Your brain sometimes feels saturated in the morning, between urgent emails, video meetings and endless news feeds. In these pressured environments, memory becomes much more than a simple memory of codes or first names: it is a strategic asset for deciding quickly, keeping an overview and not getting lost in the flow.
However, many delegate everything to their screens and experience their forgetfulness as an inevitability. Recent research among American intelligence analysts shows something else: with targeted training, memory behaves like a mental fitness muscle, capable of regaining sharpness. And this approach is a surprisingly simple habit.
An overloaded modern brain, not “bad at memory”
Between notifications, multitasking and piling up files, information overload especially exhausts attention. Memory is not a simple hard drive: it encodes, organizes, then retrieves information.
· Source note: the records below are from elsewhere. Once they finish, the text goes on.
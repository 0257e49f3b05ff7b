//! Asset kind definitions.

use serde::{Deserialize, Serialize};

/// Kind of text artifact.
#[derive(Debug, Clone, Copy, PartialEq, Eq, Serialize, Deserialize)]
#[serde(rename_all = "lowercase")]
pub enum AssetKind {
    /// HTML template or fragment.
    Markup,
    /// CSS stylesheet, embedded in `<style>`.
    Style,
    /// JavaScript, embedded in `<script>`.
    Script,
}

impl AssetKind {
    /// Element name used when the artifact is inlined.
    ///
    /// Markup is never wrapped, so it has none.
    pub const fn element(self) -> Option<&'static str> {
        match self {
            Self::Markup => None,
            Self::Style => Some("style"),
            Self::Script => Some("script"),
        }
    }

    pub const fn as_str(self) -> &'static str {
        match self {
            Self::Markup => "markup",
            Self::Style => "style",
            Self::Script => "script",
        }
    }
}

impl std::fmt::Display for AssetKind {
    fn fmt(&self, f: &mut std::fmt::Formatter<'_>) -> std::fmt::Result {
        f.write_str(self.as_str())
    }
}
When this sorting is done poorly, your head spins, you reread the same notes over and over again and your concentration ends up breaking down.
Considering memory as training, and not as a fixed gift, changes everyday life. Short mental routines free up bandwidth: instead of spending energy remembering, the brain can devote itself to analyzing, deciding, creating. This effect matters even more among professionals over the age of 34, when responsibilities and the risk of cognitive decline increase together.
Cody Herr’s experiment: when the elite memory palace proves itself
In 2025, analyst Cody Herr tested this idea with thirty intelligence professionals. Selected at random, some received training in three ancient techniques: the memory palace method, the major system for numbers and elaborative encoding, which transforms abstract data into vivid images. Everyone had to memorize sequences of actors and actions, then recall them immediately and a week later.
The results were surprising: the trained group obtained 45% higher scores on recall exercises, retained 57% more information after a week, and its members were five times more likely to achieve perfect recall. Neither years of experience nor level of education made a difference; on the other hand, practicing these memory techniques increased performance.
Transform this science into a habit to improve memory and concentration
Concretely, everyone can transform these results into a ritual of a few minutes. We choose a familiar route, like our apartment or the journey to work, with notable points. Each morning, a few key pieces of information from the day become striking, emotional scenes, “deposited” in these mental locations. In the evening, we repeat the journey in thought: the facts come back and the mind remains available to concentrate on what really matters.